He, coping with the commercials, for the so-called good life, he told himself that he was in front of the camera in a blunt posture, he wanted to refuse. I know, he doesn't like this kind of life. I know, in a blink of an eye, his eyes flickered. It is grief, unreasonable uniform grief. But only for a brief moment. He is a man, he is a responsible man, he said to himself. He insisted on his patience, he appeared on his unbearable vulgar TV show, he talked and laughed with everyone around him against his will, he endured the harassment of fat kitsch women in the lonely night, he lay in the huge bathtub, steaming heat Surrounded by his vicissitudes of life, sorrow erupted when no one was there, and it was unstoppable. The phone rang harshly, and his wife, with a sharp voice and floating greetings, lost the temperature it should have. He tried his best to deal with it. Faint and haggard. Watching the years disappear, youth is no longer the irresistible sorrow, love is buried in the unstoppable haggard under the marriage. In fact, he was disappointed not by himself, but by life itself.

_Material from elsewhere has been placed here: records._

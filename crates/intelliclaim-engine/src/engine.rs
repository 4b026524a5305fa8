//! Decision engine: synthesizer, parser, matcher and builder in sequence

use crate::builder::build_decision;
use crate::config::EngineConfig;
use crate::error::{EngineError, SynthesisError};
use crate::matcher::{ClauseMatcher, ClauseSnapshot};
use crate::parser::parse_response;
use crate::synthesizer::Synthesizer;
use chrono::Utc;
use futures::stream::{self, StreamExt};
use intelliclaim_domain::traits::{ClauseStore, DocumentStore, LlmProvider};
use intelliclaim_domain::{Decision, Verdict};
use std::fmt::Display;
use std::sync::Arc;
use tracing::{info, instrument, warn};

/// Policy text and clause snapshot every question is decided against
#[derive(Debug, Clone)]
pub struct PolicyContext {
    document_name: String,
    policy_text: String,
    snapshot: Arc<ClauseSnapshot>,
}

impl PolicyContext {
    /// Create a context from already loaded parts
    pub fn new(
        document_name: impl Into<String>,
        policy_text: impl Into<String>,
        snapshot: ClauseSnapshot,
    ) -> Self {
        Self {
            document_name: document_name.into(),
            policy_text: policy_text.into(),
            snapshot: Arc::new(snapshot),
        }
    }

    /// Load the latest document's text and every stored clause
    ///
    /// Fails with [`EngineError::PolicyUnavailable`] when no document
    /// with usable text has been ingested.
    pub fn load<S>(store: &S) -> Result<Self, EngineError>
    where
        S: ClauseStore + DocumentStore,
        <S as ClauseStore>::Error: Display,
        <S as DocumentStore>::Error: Display,
    {
        let document = store
            .latest_document()
            .map_err(|e| EngineError::Store(e.to_string()))?
            .ok_or_else(|| EngineError::PolicyUnavailable("no policy document has been ingested".to_string()))?;

        if document.extracted_text.trim().is_empty() {
            return Err(EngineError::PolicyUnavailable(format!(
                "document '{}' has no extracted text",
                document.name
            )));
        }

        let snapshot = ClauseSnapshot::load(store).map_err(|e| EngineError::Store(e.to_string()))?;
        info!(
            "Loaded policy '{}' ({} chars) with {} clauses",
            document.name,
            document.extracted_text.len(),
            snapshot.len()
        );

        Ok(Self {
            document_name: document.name,
            policy_text: document.extracted_text,
            snapshot: Arc::new(snapshot),
        })
    }

    /// Name of the document supplying the policy text
    pub fn document_name(&self) -> &str {
        &self.document_name
    }

    /// Raw policy text
    pub fn policy_text(&self) -> &str {
        &self.policy_text
    }

    /// Clause snapshot
    pub fn snapshot(&self) -> &ClauseSnapshot {
        &self.snapshot
    }
}

/// One slot of a batch result
#[derive(Debug, Clone, PartialEq)]
pub enum BatchItem {
    /// The question was decided
    Decided(Decision),
    /// The question failed; the rest of the batch was unaffected
    Failed {
        /// Question text
        query: String,
        /// Failure message
        error: String,
    },
}

impl BatchItem {
    /// Decision, if this slot succeeded
    pub fn decision(&self) -> Option<&Decision> {
        match self {
            BatchItem::Decided(decision) => Some(decision),
            BatchItem::Failed { .. } => None,
        }
    }

    /// Question text of this slot
    pub fn query(&self) -> &str {
        match self {
            BatchItem::Decided(decision) => decision.query(),
            BatchItem::Failed { query, .. } => query,
        }
    }
}

/// Counts over a batch
#[derive(Debug, Clone, Default, PartialEq)]
pub struct BatchSummary {
    /// Questions submitted
    pub total: usize,
    /// Approved decisions
    pub approved: usize,
    /// Rejected decisions
    pub rejected: usize,
    /// Decisions with no recognizable verdict
    pub unknown: usize,
    /// Questions that failed
    pub failed: usize,
    /// Sum of estimated amounts over successful decisions
    pub total_amount: f64,
}

impl BatchSummary {
    fn from_items(items: &[BatchItem]) -> Self {
        let mut summary = BatchSummary {
            total: items.len(),
            ..Default::default()
        };
        for item in items {
            match item.decision() {
                Some(decision) => {
                    match decision.verdict() {
                        Verdict::Approved => summary.approved += 1,
                        Verdict::Rejected => summary.rejected += 1,
                        Verdict::Unknown => summary.unknown += 1,
                    }
                    summary.total_amount += decision.amount();
                }
                None => summary.failed += 1,
            }
        }
        summary
    }
}

/// Ordered batch results plus summary
#[derive(Debug, Clone, PartialEq)]
pub struct BatchResult {
    /// One slot per question, in input order
    pub items: Vec<BatchItem>,
    /// Aggregate counts
    pub summary: BatchSummary,
}

/// Decides claim questions against a policy
pub struct DecisionEngine<L> {
    synthesizer: Synthesizer<L>,
    matcher: ClauseMatcher,
    config: EngineConfig,
}

impl<L> DecisionEngine<L>
where
    L: LlmProvider + Send + Sync + 'static,
    L::Error: Display,
{
    /// Create an engine, validating the configuration
    pub fn new(llm_provider: L, config: EngineConfig) -> Result<Self, EngineError> {
        config.validate().map_err(EngineError::Config)?;
        Ok(Self {
            synthesizer: Synthesizer::new(llm_provider, config.clone()),
            matcher: ClauseMatcher::from_config(&config),
            config,
        })
    }

    /// Engine configuration
    pub fn config(&self) -> &EngineConfig {
        &self.config
    }

    /// Decide a single question
    #[instrument(skip(self, context), fields(document = %context.document_name()))]
    pub async fn decide(&self, query: &str, context: &PolicyContext) -> Result<Decision, EngineError> {
        if query.trim().is_empty() {
            return Err(SynthesisError::EmptyQuery.into());
        }

        let raw = self.synthesizer.synthesize(query, context.policy_text()).await?;
        let parsed = parse_response(&raw);
        let matched = self.matcher.match_all(parsed.mentions(), context.snapshot());

        let decision = build_decision(query, &parsed, matched, &self.config.currency_symbol, now_ms());
        info!(
            "Decision {}: {} (confidence {:.2}, {} clauses cited)",
            decision.id(),
            decision.verdict(),
            decision.confidence(),
            decision.relevant_clauses().iter().filter(|c| c.is_matched()).count()
        );

        Ok(decision)
    }

    /// Decide many questions with bounded concurrency
    ///
    /// A failing question becomes a [`BatchItem::Failed`] in its own slot;
    /// output order matches input order.
    pub async fn decide_batch(&self, queries: &[String], context: &PolicyContext) -> BatchResult {
        info!("Processing batch of {} questions", queries.len());

        let items: Vec<BatchItem> = stream::iter(queries)
            .map(|query| async move {
                match self.decide(query, context).await {
                    Ok(decision) => BatchItem::Decided(decision),
                    Err(e) => {
                        warn!("Question '{}' failed: {}", query, e);
                        BatchItem::Failed {
                            query: query.clone(),
                            error: e.to_string(),
                        }
                    }
                }
            })
            .buffered(self.config.batch_concurrency)
            .collect()
            .await;

        let summary = BatchSummary::from_items(&items);
        info!(
            "Batch complete: {} approved, {} rejected, {} unknown, {} failed",
            summary.approved, summary.rejected, summary.unknown, summary.failed
        );

        BatchResult { items, summary }
    }
}

fn now_ms() -> u64 {
    Utc::now().timestamp_millis().max(0) as u64
}

#[cfg(test)]
mod tests {
    use super::*;
    use intelliclaim_domain::{Clause, ClauseId};
    use intelliclaim_llm::MockProvider;
    use std::collections::HashMap;

    fn context() -> PolicyContext {
        let clauses = vec![Clause::new(
            ClauseId::from_sequence(1),
            "Exclusions",
            "Coverage excludes cosmetic surgery except reconstruction",
            0,
        )];
        PolicyContext::new("policy.txt", "Exclusions: cosmetic surgery", ClauseSnapshot::new(clauses, HashMap::new()))
    }

    #[tokio::test]
    async fn test_decide_end_to_end() {
        let llm = MockProvider::new(
            "**Claim:** REJECTED\n**Reason:** Cosmetic work is excluded.\n**Relevant Clauses:**\n- cosmetic surgery exclusion clause\n**Confidence:** High\n**Estimated Amount:** 0",
        );
        let engine = DecisionEngine::new(llm, EngineConfig::default()).unwrap();

        let decision = engine.decide("nose job, 30F, Mumbai", &context()).await.unwrap();

        assert_eq!(decision.verdict(), Verdict::Rejected);
        assert_eq!(decision.confidence(), 0.95);
        assert_eq!(decision.relevant_clauses().len(), 1);
        assert_eq!(decision.relevant_clauses()[0].clause_id, "C001");
        assert_eq!(decision.relevant_clauses()[0].relevance_score, 0.5);
    }

    #[tokio::test]
    async fn test_decision_is_stamped_with_wall_clock() {
        let engine = DecisionEngine::new(MockProvider::default(), EngineConfig::default()).unwrap();
        let before = Utc::now().timestamp_millis() as u64;

        let decision = engine.decide("knee surgery", &context()).await.unwrap();

        let after = Utc::now().timestamp_millis() as u64;
        assert!((before..=after).contains(&decision.generated_at_ms()));
    }

    #[tokio::test]
    async fn test_decide_rejects_empty_query() {
        let engine = DecisionEngine::new(MockProvider::default(), EngineConfig::default()).unwrap();
        let result = engine.decide(" ", &context()).await;
        assert!(matches!(result, Err(EngineError::Synthesis(SynthesisError::EmptyQuery))));
    }

    #[test]
    fn test_invalid_config_is_rejected() {
        let config = EngineConfig {
            batch_concurrency: 0,
            ..EngineConfig::default()
        };
        assert!(matches!(
            DecisionEngine::new(MockProvider::default(), config),
            Err(EngineError::Config(_))
        ));
    }

    #[tokio::test]
    async fn test_batch_is_fail_soft_and_ordered() {
        let mut llm = MockProvider::new("**Claim:** APPROVED\n**Estimated Amount:** 1,000");
        llm.add_error("second question");
        llm.add_response("third question", "**Claim:** REJECTED");
        let engine = DecisionEngine::new(llm, EngineConfig::default()).unwrap();

        let queries = vec![
            "first question".to_string(),
            "second question".to_string(),
            "third question".to_string(),
        ];
        let result = engine.decide_batch(&queries, &context()).await;

        assert_eq!(result.items.len(), 3);
        assert_eq!(result.items[0].decision().map(|d| d.verdict()), Some(Verdict::Approved));
        assert!(matches!(&result.items[1], BatchItem::Failed { query, .. } if query == "second question"));
        assert_eq!(result.items[2].decision().map(|d| d.verdict()), Some(Verdict::Rejected));

        assert_eq!(
            result.summary,
            BatchSummary {
                total: 3,
                approved: 1,
                rejected: 1,
                unknown: 0,
                failed: 1,
                total_amount: 1000.0,
            }
        );
    }
}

They spent the night in bed, just talk, talk about marriage, family, talk about career, talk about their future, she said I will be fine, he said it was difficult, and soon, he changed his words and said that you will be fine when you are young. I suddenly felt sad, heart-wrenchingly sad, this time I know I have a reason, I will be fine, I am still young, young, what a good reason, tears in my eyes, sore my eyes, I toast, clear tea, chaotic mood.
He walked hard towards her in the crowded crowd, struggling to turn away from the bustling crowd, her background was thin and lonely in front. They hug, hug deeply, hug each other's soul in tightly. I like to hug, like the intimate warm feeling of hugging the person I love and the person who loves me, feeling that the other person is mine, even if it's just such a short moment. Uncontrollable tears poured out from her eyes, and the red eyes made people feel distressed. They kissed lightly but desperately, kissing deeply for hopeless love. He turned around and left unrestrainedly, "forgetting in the rivers and lakes" with his favorite person. Is that unrestrained turn around? I asked myself, what is helpless is unspeakable sadness. A love that is doomed to hopelessness just lost in the bustling Tokyo. street.
I am born without being born, a king is born and I am old.
You hate my late birth, I hate your early birth.
I am not born, but I am old.
Hate not to be born at the same time, and be good with you every day.
I am not born, but I am old.
we live far away from each other.
I am born before the king, and the king is born and I am old.
Turn the butterfly to find flowers, and live in the grass every night.